Os agentes de imigração enfrentaram escrutínio judicial sobre as suas operações em Chicago e a forma como lidaram com protestos, na sua maioria não violentos. Em novembro, um juiz federal concluiu que o uso da força foi excessivo e que os relatos oficiais dos acontecimentos eram enganosos e pouco confiáveis.

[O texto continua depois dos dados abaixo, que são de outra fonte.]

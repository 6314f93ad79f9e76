//! §5 order step "centipede": each segment trails its parent node at a
//! fixed follow distance, like the orbiting-chain rigs used for petal
//! trains elsewhere in the ECS.

use crate::ecs::entity::Entity;
use crate::ecs::store::World;

const FOLLOW_DISTANCE: f32 = 24.0;
const FOLLOW_FACTOR: f32 = 0.3;

pub fn tick(world: &mut World) {
    let segments: Vec<(Entity, Option<Entity>)> = world
        .for_each_centipede()
        .map(|(e, c)| (e, c.parent_node))
        .collect();

    for (segment, parent) in segments {
        let Some(parent) = parent else { continue };
        let (Some(pp), Some(sp)) = (world.get_physical(parent).copied(), world.get_physical(segment).copied())
        else {
            continue;
        };
        let dx = pp.x - sp.x;
        let dy = pp.y - sp.y;
        let dist = (dx * dx + dy * dy).sqrt();
        if dist <= FOLLOW_DISTANCE {
            continue;
        }
        let pull = dist - FOLLOW_DISTANCE;
        if let Some(p) = world.get_physical_mut(segment) {
            p.x += dx / dist * pull * FOLLOW_FACTOR;
            p.y += dy / dist * pull * FOLLOW_FACTOR;
        }
    }
}
pub mod ai;
pub mod arena;
pub mod centipede;
pub mod drop;
pub mod flower;
pub mod health;
pub mod mob;
pub mod nest;
pub mod petal;
pub mod physical;
pub mod player_info;
pub mod relations;
pub mod squad;
pub mod web;

pub use ai::Ai;
pub use arena::Arena;
pub use centipede::Centipede;
pub use drop::Drop;
pub use flower::{FaceFlags, Flower};
pub use health::Health;
pub use mob::Mob;
pub use nest::Nest;
pub use petal::{Petal, PetalSlotRef};
pub use physical::{Physical, PhysicalFlags};
pub use player_info::{InputFlags, Modifiers, PlayerInfo};
pub use relations::Relations;
pub use squad::{Squad, SquadMember, SQUAD_SLOTS};
pub use web::Web;
//! A single authoritative connection's transport-level state, as opposed
//! to its simulation state (`PlayerInfo`, on the ECS side).
//!
//! Grounded in `examples/original_source/Server/Client.c`
//! (`rr_server_client_init`, `rr_server_client_write_message`) and
//! `Server/Server.c`'s dev-cheat flag bits (lines ~1247-1287).

use std::collections::VecDeque;

use rysteria_protocol::crypto::{RollingKey, RR_SECRET8};
use rysteria_protocol::entity::WireEntity;

use crate::account::AccountRecord;
use crate::ecs::entity::Entity;
use crate::session::snapshot::ViewState;

/// Backpressure threshold: a client whose outbound queue grows past this
/// many unsent messages is disconnected rather than left to balloon
/// (`rr_server_client_write_message`'s `message_length++ >= 512`).
pub const MAX_QUEUED_MESSAGES: usize = 512;

bitflags::bitflags! {
    #[derive(Clone, Copy, PartialEq, Eq, Debug, Default)]
    pub struct DevCheatFlags: u8 {
        const INVISIBLE         = 0b0000_0001;
        const INVULNERABLE      = 0b0000_0010;
        const NO_AGGRO          = 0b0000_0100;
        const NO_WALL_COLLISION = 0b0000_1000;
        const NO_COLLISION      = 0b0001_0000;
        const NO_GRID_INFLUENCE = 0b0010_0000;
    }
}

/// Server-side-only debug toggles a dev account may set (§4.7 `DevCheat`
/// header); never exposed to non-dev accounts.
#[derive(Debug, Clone, Copy)]
pub struct DevCheats {
    pub flags: DevCheatFlags,
    pub speed_percent: f32,
    pub fov_percent: f32,
}

impl Default for DevCheats {
    fn default() -> Self {
        Self { flags: DevCheatFlags::empty(), speed_percent: 1.0, fov_percent: 1.0 }
    }
}

/// One live WebSocket connection, independent of whatever `PlayerInfo`
/// entity it currently drives (a client may be squad-seated but not yet
/// playing).
pub struct ServerClient {
    pub id: u32,
    pub clientbound_key: RollingKey,
    pub serverbound_key: RollingKey,
    pub quick_verification: u8,
    /// Echoed back by the client's first (plaintext) packet to prove it
    /// read the handshake frame (§4.7).
    pub requested_verification: u64,
    pub received_first_packet: bool,
    pub uuid: String,
    pub is_dev: bool,
    pub dev_cheats: DevCheats,
    pub player_info: Option<Entity>,
    /// Live account state this session is editing; populated from the
    /// sidecar's `load_account` message and persisted back out on logout
    /// (§4.8). Empty until the sidecar responds.
    pub account: AccountRecord,
    /// What this client was last told about its view, for `snapshot`'s
    /// delta encoder.
    pub view_state: ViewState,
    pub last_chat_message: Option<String>,
    pub outbound: VecDeque<Vec<u8>>,
    pub pending_kick: bool,
}

impl ServerClient {
    pub fn new(id: u32, clientbound_seed: u64, serverbound_seed: u64) -> Self {
        Self {
            id,
            clientbound_key: RollingKey::new(clientbound_seed),
            serverbound_key: RollingKey::new(serverbound_seed),
            quick_verification: RR_SECRET8,
            requested_verification: 0,
            received_first_packet: false,
            uuid: String::new(),
            is_dev: false,
            dev_cheats: DevCheats::default(),
            player_info: None,
            account: AccountRecord::default(),
            view_state: ViewState::default(),
            last_chat_message: None,
            outbound: VecDeque::new(),
            pending_kick: false,
        }
    }

    /// Enqueues `payload` for send, encrypting it in place unless this is
    /// the first (handshake) frame, and flags the client for disconnect
    /// once its queue backs up past [`MAX_QUEUED_MESSAGES`].
    pub fn queue_message(&mut self, mut payload: Vec<u8>) {
        if self.outbound.len() >= MAX_QUEUED_MESSAGES {
            self.pending_kick = true;
            return;
        }
        if self.received_first_packet {
            self.clientbound_key.advance_then_apply(&mut payload);
        }
        self.outbound.push_back(payload);
    }

    pub fn as_wire_entity(entity: Entity) -> WireEntity {
        WireEntity { index: entity.index() as u16, generation: entity.generation() as u16 }
    }
}

#[cfg(test)]
mod tests {
    use super::*;

    #[test]
    fn queue_flags_pending_kick_past_threshold() {
        let mut client = ServerClient::new(1, 1, 2);
        for _ in 0..MAX_QUEUED_MESSAGES {
            client.queue_message(vec![0u8; 4]);
        }
        assert!(!client.pending_kick);
        client.queue_message(vec![0u8; 4]);
        assert!(client.pending_kick);
    }
}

Os críticos da fiscalização federal da imigração dizem que os policiais, que muitas vezes usam coberturas faciais como defesa contra o que consideram ações retaliatórias, como doxing, agem com aparente imunidade. Agentes envolvidos em tiroteios em serviço raramente são punidos. Uma investigação do Trace em 2024 encontrou que 59 desses tiroteios ocorreram entre 2015 e 2021, dos quais 23 foram fatais. Nenhum agente foi processado por esses tiroteios.
De volta a Minneapolis, Mohamed Abdi juntou-se à reunião de quinta-feira no memorial. Enfermeiro de St. Paul, cidade gêmea próxima, Abdi viu o incidente como uma tragédia evitável. O oficial “teve tempo de se mover”, disse ele.
O Sr. Abdi, do Quénia e de ascendência somali, é agora cidadão americano. No entanto, em meio ao aumento da fiscalização da imigração aqui, ele carrega consigo seu passaporte dos EUA como prova. “Eu só quero estar seguro”, diz Abdi.
“Este é um momento para estarmos juntos”, diz ele. “Se ontem foi ela, hoje sou eu. Amanhã sou você.”
A redatora Sarah Matusek relatou de Minneapolis e Simon Montlake de Boston. As redatoras Caitlin Babcock e Sophie Hills contribuíram com reportagens de Washington.